↓
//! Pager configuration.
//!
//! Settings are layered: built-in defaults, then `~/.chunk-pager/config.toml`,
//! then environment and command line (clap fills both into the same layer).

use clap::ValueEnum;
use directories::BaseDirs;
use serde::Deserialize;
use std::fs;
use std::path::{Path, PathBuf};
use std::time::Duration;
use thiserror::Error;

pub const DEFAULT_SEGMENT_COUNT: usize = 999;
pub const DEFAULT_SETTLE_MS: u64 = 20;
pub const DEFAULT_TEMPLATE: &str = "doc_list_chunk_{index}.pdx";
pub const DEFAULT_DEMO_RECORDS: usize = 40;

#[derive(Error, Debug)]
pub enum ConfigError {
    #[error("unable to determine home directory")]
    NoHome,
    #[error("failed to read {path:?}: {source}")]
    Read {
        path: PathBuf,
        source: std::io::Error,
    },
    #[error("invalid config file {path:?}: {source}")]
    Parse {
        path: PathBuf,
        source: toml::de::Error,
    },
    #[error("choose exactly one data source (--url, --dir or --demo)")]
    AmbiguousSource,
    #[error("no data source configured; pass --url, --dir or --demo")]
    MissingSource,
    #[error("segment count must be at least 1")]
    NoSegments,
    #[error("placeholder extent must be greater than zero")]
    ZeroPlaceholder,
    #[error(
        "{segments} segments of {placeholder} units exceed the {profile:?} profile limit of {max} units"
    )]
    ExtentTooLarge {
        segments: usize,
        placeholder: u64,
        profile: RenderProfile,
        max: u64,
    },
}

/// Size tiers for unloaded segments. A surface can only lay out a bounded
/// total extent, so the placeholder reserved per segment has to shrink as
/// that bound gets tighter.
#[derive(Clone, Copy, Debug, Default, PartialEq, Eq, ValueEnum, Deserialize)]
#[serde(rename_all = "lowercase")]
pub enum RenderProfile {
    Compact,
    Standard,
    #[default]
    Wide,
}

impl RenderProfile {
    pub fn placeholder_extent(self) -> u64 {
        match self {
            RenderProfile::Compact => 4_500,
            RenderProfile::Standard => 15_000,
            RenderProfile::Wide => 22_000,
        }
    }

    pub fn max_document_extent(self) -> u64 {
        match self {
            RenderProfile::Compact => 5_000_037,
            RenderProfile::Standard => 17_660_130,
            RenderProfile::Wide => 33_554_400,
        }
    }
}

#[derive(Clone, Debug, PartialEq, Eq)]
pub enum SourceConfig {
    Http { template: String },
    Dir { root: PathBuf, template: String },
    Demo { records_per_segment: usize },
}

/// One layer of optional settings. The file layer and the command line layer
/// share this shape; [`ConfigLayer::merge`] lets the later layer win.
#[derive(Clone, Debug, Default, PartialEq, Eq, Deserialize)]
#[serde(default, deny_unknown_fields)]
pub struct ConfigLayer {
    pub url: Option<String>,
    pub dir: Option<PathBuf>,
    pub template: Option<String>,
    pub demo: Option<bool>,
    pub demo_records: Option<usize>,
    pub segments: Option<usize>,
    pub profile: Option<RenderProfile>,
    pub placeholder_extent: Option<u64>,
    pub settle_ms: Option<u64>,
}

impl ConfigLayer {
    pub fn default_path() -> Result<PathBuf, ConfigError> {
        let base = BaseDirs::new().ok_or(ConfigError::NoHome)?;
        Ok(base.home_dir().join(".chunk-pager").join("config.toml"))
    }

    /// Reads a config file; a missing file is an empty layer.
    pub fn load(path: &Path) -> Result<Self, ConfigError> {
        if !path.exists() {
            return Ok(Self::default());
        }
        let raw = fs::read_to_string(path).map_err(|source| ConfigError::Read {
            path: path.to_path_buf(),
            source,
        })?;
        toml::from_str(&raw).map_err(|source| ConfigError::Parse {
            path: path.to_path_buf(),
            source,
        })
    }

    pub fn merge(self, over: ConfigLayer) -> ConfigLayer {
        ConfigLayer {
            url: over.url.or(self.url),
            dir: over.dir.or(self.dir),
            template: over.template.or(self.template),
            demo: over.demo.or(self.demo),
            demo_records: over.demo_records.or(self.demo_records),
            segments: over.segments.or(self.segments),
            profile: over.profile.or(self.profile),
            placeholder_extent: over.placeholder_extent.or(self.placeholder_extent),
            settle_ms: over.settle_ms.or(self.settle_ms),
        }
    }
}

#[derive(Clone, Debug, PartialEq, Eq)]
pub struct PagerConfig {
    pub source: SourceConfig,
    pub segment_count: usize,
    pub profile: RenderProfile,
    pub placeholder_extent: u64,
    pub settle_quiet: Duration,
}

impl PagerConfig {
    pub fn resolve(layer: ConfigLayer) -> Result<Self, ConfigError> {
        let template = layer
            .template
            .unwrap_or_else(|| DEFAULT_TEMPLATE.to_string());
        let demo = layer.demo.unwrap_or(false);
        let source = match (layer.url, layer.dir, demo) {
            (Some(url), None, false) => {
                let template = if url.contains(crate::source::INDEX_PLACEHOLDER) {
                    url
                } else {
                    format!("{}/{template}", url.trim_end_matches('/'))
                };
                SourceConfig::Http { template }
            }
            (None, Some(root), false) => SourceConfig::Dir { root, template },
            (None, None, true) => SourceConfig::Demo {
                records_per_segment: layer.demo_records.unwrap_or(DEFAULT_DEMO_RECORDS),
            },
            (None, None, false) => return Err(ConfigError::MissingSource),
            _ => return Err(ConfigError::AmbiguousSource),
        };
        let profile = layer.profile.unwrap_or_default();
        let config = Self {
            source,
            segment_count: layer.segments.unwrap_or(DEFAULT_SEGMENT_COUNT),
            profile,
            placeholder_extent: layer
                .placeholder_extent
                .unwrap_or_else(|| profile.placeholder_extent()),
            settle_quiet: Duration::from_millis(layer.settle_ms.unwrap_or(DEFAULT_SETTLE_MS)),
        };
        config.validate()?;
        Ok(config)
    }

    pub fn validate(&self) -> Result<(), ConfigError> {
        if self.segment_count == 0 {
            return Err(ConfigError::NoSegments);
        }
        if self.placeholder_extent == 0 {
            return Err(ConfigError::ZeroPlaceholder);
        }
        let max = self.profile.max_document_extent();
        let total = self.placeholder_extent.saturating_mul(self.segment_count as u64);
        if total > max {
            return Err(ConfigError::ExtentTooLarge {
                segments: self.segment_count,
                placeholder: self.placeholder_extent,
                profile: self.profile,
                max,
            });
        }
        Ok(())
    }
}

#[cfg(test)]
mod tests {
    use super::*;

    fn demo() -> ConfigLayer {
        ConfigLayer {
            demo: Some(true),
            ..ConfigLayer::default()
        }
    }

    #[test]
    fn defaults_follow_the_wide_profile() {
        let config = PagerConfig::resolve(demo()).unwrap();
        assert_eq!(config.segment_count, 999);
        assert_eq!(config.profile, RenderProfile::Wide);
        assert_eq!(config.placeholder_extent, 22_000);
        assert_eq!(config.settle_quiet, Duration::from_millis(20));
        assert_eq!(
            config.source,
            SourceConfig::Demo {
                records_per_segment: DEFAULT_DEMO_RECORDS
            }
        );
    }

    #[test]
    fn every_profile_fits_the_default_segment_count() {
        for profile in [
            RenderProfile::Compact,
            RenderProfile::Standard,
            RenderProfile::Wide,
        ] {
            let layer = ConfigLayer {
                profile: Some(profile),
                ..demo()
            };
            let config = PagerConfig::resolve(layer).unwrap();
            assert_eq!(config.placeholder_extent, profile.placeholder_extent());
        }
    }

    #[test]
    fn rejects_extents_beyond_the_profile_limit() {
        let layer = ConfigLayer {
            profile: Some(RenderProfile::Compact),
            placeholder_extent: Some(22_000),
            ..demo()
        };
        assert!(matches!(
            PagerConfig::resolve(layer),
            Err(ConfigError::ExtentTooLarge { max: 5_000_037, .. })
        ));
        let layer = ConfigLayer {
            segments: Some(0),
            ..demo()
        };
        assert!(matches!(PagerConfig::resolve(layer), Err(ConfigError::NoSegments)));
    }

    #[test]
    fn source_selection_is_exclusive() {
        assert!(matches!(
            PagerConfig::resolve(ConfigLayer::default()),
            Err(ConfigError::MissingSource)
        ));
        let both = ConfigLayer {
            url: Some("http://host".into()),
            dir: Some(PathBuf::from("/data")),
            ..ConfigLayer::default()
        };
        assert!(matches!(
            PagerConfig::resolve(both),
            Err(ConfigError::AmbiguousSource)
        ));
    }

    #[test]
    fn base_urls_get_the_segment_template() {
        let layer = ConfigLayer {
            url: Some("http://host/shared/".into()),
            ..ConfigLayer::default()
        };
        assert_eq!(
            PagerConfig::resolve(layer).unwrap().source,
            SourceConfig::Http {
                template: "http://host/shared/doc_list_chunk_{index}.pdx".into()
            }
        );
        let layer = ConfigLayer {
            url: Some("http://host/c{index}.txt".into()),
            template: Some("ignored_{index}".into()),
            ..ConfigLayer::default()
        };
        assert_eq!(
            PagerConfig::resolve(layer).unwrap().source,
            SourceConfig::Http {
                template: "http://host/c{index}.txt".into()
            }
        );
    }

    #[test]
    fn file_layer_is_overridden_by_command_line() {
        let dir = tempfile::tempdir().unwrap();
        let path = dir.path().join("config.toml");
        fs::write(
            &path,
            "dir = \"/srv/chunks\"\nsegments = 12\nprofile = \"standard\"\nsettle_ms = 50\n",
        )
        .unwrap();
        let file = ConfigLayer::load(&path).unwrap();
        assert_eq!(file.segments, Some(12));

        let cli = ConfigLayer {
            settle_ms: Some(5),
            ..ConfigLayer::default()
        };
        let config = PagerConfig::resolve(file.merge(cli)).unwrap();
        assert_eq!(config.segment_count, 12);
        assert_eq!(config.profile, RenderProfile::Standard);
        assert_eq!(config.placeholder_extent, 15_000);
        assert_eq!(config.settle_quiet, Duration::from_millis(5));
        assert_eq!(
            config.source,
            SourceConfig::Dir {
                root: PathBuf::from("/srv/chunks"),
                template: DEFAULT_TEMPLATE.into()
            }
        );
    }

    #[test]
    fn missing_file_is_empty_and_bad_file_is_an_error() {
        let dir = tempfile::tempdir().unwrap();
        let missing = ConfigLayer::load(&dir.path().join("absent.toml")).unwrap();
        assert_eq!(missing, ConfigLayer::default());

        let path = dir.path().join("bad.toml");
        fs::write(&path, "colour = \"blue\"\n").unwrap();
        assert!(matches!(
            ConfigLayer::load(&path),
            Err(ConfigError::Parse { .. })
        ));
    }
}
↑
↓
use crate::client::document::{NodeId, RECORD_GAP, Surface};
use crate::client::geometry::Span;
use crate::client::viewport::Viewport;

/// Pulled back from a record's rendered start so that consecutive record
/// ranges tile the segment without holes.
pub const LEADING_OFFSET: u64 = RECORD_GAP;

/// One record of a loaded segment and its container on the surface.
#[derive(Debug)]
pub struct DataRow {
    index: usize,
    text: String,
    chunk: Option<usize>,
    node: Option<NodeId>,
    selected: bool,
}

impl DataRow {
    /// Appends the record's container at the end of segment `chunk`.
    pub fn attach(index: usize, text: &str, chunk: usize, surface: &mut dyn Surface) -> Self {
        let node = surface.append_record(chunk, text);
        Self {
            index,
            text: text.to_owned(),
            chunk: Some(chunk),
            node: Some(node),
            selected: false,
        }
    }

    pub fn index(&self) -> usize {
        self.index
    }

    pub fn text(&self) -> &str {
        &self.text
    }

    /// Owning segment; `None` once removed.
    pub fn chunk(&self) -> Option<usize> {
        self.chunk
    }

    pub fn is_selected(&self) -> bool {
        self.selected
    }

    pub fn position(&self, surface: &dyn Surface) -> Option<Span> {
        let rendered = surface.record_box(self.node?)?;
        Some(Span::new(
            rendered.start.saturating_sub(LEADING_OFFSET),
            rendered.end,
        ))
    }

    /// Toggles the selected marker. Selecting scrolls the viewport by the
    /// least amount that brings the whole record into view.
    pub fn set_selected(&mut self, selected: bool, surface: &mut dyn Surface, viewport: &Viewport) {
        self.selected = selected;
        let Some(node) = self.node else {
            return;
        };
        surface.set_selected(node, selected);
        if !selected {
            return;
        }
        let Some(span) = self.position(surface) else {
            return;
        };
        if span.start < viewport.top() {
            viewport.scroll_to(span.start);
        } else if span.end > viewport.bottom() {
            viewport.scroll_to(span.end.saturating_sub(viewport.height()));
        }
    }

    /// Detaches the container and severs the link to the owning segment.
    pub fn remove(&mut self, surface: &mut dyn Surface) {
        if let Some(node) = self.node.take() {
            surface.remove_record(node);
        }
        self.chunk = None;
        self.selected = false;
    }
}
↑
↓
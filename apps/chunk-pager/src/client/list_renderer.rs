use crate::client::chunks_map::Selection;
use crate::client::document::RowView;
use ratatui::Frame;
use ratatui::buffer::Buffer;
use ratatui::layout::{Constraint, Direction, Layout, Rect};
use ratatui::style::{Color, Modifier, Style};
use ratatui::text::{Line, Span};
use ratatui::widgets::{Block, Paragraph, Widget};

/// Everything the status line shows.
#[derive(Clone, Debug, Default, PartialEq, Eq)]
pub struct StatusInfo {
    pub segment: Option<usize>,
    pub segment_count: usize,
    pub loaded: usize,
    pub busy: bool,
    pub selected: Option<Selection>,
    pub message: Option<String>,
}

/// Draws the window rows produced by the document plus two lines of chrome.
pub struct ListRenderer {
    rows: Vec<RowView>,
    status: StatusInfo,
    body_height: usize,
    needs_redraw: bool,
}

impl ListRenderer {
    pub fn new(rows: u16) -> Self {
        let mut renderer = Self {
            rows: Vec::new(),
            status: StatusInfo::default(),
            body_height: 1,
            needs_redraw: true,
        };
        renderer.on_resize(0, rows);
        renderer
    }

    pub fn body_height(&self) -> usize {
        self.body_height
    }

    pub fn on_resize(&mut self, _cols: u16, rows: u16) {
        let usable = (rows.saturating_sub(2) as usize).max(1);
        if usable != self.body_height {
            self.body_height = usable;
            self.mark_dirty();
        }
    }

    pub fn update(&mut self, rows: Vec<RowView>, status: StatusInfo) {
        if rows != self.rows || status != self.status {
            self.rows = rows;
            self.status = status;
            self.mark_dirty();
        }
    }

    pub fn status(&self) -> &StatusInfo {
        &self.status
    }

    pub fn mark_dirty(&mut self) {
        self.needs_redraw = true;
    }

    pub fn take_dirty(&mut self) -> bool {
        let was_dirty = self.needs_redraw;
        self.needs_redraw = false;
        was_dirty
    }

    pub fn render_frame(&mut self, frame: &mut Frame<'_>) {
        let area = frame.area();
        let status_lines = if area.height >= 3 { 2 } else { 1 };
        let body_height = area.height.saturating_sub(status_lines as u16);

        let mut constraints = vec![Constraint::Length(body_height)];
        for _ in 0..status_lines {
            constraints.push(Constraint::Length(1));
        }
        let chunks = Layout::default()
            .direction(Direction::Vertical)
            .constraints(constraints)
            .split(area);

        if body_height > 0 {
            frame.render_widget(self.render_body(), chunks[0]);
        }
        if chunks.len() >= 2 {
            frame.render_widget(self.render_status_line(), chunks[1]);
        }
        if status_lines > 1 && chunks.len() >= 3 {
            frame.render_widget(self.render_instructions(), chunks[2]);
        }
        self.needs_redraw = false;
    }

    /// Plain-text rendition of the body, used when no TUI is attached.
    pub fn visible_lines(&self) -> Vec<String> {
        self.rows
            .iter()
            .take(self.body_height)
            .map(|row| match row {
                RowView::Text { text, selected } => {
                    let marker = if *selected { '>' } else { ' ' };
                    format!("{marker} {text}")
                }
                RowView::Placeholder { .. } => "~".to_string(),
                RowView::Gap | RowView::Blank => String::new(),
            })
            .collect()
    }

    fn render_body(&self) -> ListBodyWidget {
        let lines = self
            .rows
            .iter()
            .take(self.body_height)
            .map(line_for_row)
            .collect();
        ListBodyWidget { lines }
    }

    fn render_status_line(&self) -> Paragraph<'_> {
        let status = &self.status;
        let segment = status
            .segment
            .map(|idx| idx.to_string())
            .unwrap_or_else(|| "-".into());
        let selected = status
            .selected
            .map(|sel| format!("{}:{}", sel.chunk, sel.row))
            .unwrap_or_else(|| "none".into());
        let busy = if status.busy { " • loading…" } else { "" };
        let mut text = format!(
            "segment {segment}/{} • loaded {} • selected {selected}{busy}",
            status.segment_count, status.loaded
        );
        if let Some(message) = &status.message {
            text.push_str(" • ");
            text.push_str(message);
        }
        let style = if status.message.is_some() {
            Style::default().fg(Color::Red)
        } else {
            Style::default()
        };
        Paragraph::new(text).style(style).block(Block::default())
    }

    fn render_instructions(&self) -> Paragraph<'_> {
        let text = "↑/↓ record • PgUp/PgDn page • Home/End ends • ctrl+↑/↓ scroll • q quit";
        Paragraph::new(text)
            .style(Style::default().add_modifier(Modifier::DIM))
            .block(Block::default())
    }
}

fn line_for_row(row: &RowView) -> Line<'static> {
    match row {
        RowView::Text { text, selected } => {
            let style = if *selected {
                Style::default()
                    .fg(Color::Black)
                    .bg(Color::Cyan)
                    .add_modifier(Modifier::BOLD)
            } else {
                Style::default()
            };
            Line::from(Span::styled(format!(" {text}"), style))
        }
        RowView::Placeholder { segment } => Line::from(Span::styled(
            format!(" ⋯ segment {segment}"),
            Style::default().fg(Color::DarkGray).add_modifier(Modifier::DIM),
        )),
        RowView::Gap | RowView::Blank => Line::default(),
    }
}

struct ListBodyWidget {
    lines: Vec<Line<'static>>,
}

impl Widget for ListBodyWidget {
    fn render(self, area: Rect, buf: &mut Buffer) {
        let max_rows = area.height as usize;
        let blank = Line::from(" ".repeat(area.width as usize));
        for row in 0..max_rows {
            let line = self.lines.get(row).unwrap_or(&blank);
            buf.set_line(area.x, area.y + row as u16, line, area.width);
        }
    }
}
↑
Starting from the records above, filter out all lines except those containing the word "message".

    pub message: Option<String>,
        if let Some(message) = &status.message {
            text.push_str(message);
        let style = if status.message.is_some() {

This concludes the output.